Pilu Momtaz (c. 1953 – 23 May 2011) was a Bangladeshi singer.

==Background and career==
Momtaz was born in Dhaka. She was the third of seven children born to the Bangladeshi singer Ustad Momtaz Ali. She launched her career in the years immediately following Bangladesh's independence in 1971. Her songs included "Ekdin Tho Choley Jabo", "Chara Gaachh-e Phool Phuitachhey", and "Majhi Nao Chhaira Dey," a song written by Bangladeshi songwriter and poet Jasimuddin.

Her final public performance took place at the 2010 Citycell-Channel i Music Awards.

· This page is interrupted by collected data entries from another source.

//! Response DTOs for the engine HTTP API.
//!
//! `NarrativeResponse` is the JSON schema the LLM is asked to produce and
//! the shape the frontend receives, minus `debug_info` for non-debug
//! callers. Stripping is always done server-side; an omitted key cannot
//! leak through network inspection.

use serde::{Deserialize, Serialize};
use serde_json::{Map, Value};
use uuid::Uuid;

/// Internal-only reasoning and state-change data from the LLM.
///
/// Never appears in narrative text and never reaches a non-debug caller.
#[derive(Debug, Clone, Default, PartialEq, Serialize, Deserialize)]
pub struct DebugInfo {
    #[serde(default)]
    pub dm_notes: Vec<String>,
    #[serde(default)]
    pub entities_mentioned: Vec<String>,
    #[serde(default)]
    pub state_rationale: String,
    /// Sparse game-state changes to merge after the turn.
    #[serde(default)]
    pub state_updates: Map<String, Value>,
}

impl DebugInfo {
    pub fn is_empty(&self) -> bool {
        self.dm_notes.is_empty()
            && self.entities_mentioned.is_empty()
            && self.state_rationale.is_empty()
            && self.state_updates.is_empty()
    }
}

/// The per-turn structured output of the narrative pipeline.
///
/// Every field defaults so a partially recovered response still
/// deserializes; unknown fields from the model are ignored.
#[derive(Debug, Clone, Default, PartialEq, Serialize, Deserialize)]
pub struct NarrativeResponse {
    #[serde(default)]
    pub session_header: String,
    #[serde(default)]
    pub resources: String,
    #[serde(default)]
    pub location_confirmed: String,
    #[serde(default)]
    pub dice_rolls: Vec<String>,
    #[serde(default)]
    pub narrative: String,
    #[serde(default)]
    pub planning_block: String,
    #[serde(default, skip_serializing_if = "Option::is_none")]
    pub god_mode_response: Option<String>,
    #[serde(default, skip_serializing_if = "Option::is_none")]
    pub debug_info: Option<DebugInfo>,
}

impl NarrativeResponse {
    /// Clone of this response with `debug_info` removed.
    ///
    /// The serialized form of the result never contains the
    /// `debug_info` key at all.
    pub fn stripped(&self) -> Self {
        Self {
            debug_info: None,
            ..self.clone()
        }
    }
}

/// Advisory issue found while validating a narrative response.
#[derive(Debug, Clone, Serialize, Deserialize)]
pub struct ValidationIssueDto {
    pub code: String,
    pub message: String,
}

/// HTTP payload for one completed turn.
#[derive(Debug, Clone, Serialize, Deserialize)]
pub struct TurnResponse {
    pub campaign_id: Uuid,
    pub turn_id: Uuid,
    #[serde(flatten)]
    pub narrative: NarrativeResponse,
    #[serde(default, skip_serializing_if = "Vec::is_empty")]
    pub validation_issues: Vec<ValidationIssueDto>,
}

/// Result of the minimal campaign bootstrap endpoint.
#[derive(Debug, Clone, Serialize, Deserialize)]
pub struct CampaignCreated {
    pub campaign_id: Uuid,
}
//! Mode-dependent response validation.
//!
//! Planning blocks are required in story mode, forbidden in god mode,
//! and optional for DM narration. Issues are advisory: they get logged
//! and reported to debug callers, but never fail the turn.

use worldarch_domain::Mode;
use worldarch_protocol::NarrativeResponse;

/// One advisory rule violation found in a response.
#[derive(Debug, Clone, PartialEq, Eq)]
pub struct ValidationIssue {
    pub code: &'static str,
    pub message: String,
}

impl ValidationIssue {
    fn new(code: &'static str, message: impl Into<String>) -> Self {
        Self {
            code,
            message: message.into(),
        }
    }
}

/// Validate mode-keyed structural rules on a parsed response.
pub fn validate_mode_rules(mode: Mode, response: &NarrativeResponse) -> Vec<ValidationIssue> {
    let mut issues = Vec::new();

    if mode.requires_planning_block() && response.planning_block.trim().is_empty() {
        issues.push(ValidationIssue::new(
            "missing_planning_block",
            format!("{mode} mode requires a planning block after each turn"),
        ));
    }

    if mode.forbids_planning_block() && !response.planning_block.trim().is_empty() {
        issues.push(ValidationIssue::new(
            "unexpected_planning_block",
            format!("{mode} mode must not include a planning block"),
        ));
    }

    if mode == Mode::God
        && response
            .god_mode_response
            .as_deref()
            .unwrap_or_default()
            .trim()
            .is_empty()
    {
        issues.push(ValidationIssue::new(
            "missing_god_mode_response",
            "god mode turns should answer through god_mode_response",
        ));
    }

    issues
}

#[cfg(test)]
mod tests {
    use super::*;

    #[test]
    fn test_story_mode_requires_planning_block() {
        let response = NarrativeResponse {
            narrative: "You walk on.".to_string(),
            ..Default::default()
        };

        let issues = validate_mode_rules(Mode::Story, &response);
        assert_eq!(issues.len(), 1);
        assert_eq!(issues[0].code, "missing_planning_block");
    }

    #[test]
    fn test_story_mode_with_planning_block_is_clean() {
        let response = NarrativeResponse {
            narrative: "You walk on.".to_string(),
            planning_block: "1. Rest\n2. Continue".to_string(),
            ..Default::default()
        };

        assert!(validate_mode_rules(Mode::Story, &response).is_empty());
    }

    #[test]
    fn test_god_mode_forbids_planning_block() {
        let response = NarrativeResponse {
            planning_block: "1. Rest".to_string(),
            god_mode_response: Some("Done.".to_string()),
            ..Default::default()
        };

        let issues = validate_mode_rules(Mode::God, &response);
        assert_eq!(issues.len(), 1);
        assert_eq!(issues[0].code, "unexpected_planning_block");
    }

    #[test]
    fn test_god_mode_expects_god_mode_response() {
        let issues = validate_mode_rules(Mode::God, &NarrativeResponse::default());
        assert_eq!(issues.len(), 1);
        assert_eq!(issues[0].code, "missing_god_mode_response");
    }

    #[test]
    fn test_dm_mode_has_no_planning_rules() {
        assert!(validate_mode_rules(Mode::Dm, &NarrativeResponse::default()).is_empty());
    }
}
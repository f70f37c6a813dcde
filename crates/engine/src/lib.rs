//! WorldArchitect Engine library.
//!
//! This crate contains all server-side code for the WorldArchitect engine.
//!
//! ## Structure
//!
//! - `entities/` - Entity modules wrapping domain operations
//! - `use_cases/` - User story orchestration across entities
//! - `infrastructure/` - External dependency implementations (ports + adapters)
//! - `api/` - HTTP entry points
//! - `app` - Application composition
//! - `llm_context` / `prompt_templates` - Prompt assembly

pub mod api;
pub mod app;
pub mod entities;
pub mod infrastructure;
pub mod llm_context;
pub mod prompt_templates;
pub mod use_cases;

pub use app::App;
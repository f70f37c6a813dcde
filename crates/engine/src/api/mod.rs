//! HTTP API surface.

pub mod http;
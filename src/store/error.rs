//! Driver error taxonomy
//!
//! Every rejection from the underlying store surfaces through one type,
//! converted into the effect layer's failure channel exactly once, at the
//! [`Effect::from_async`](crate::Effect::from_async) boundary. The effect
//! layer does not distinguish error subkinds; composed operations propagate
//! the first failure encountered and skip the remaining steps.

use thiserror::Error;

/// An error raised by the underlying document store.
#[derive(Clone, Debug, PartialEq, Eq, Error)]
pub enum StoreError {
    /// The connection behind the handle is gone; no call can complete.
    #[error("connection closed")]
    ConnectionClosed,

    /// The connection string could not be understood.
    #[error("invalid connection string `{0}`")]
    InvalidUri(String),

    /// Any other driver rejection, with the raw cause attached as a message.
    ///
    /// The payload is carried opaquely; callers that need to react to a
    /// specific driver condition inspect it in their own `fold` handlers.
    #[error("driver error: {0}")]
    Driver(String),
}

Momtaz took the stage at the awards show with Fakir Alamgir and Ferdous Wahid to perform the song "Ek Second-er Nai Bhorosha", as a tribute to the late singer, Firoz Shai.

==Personal life and death==
Momtaz had a sister named Dipu Momtaz. Out of 7 sisters, Momtaz was the third sister. She was married to Lieutenant Colonel Anwaruzzaman. Together they had a daughter, Homayra Zaman Mou. Momtaz died from a heart attack at Apollo Hospital in Dhaka on 23 May 2011, at the age of 58.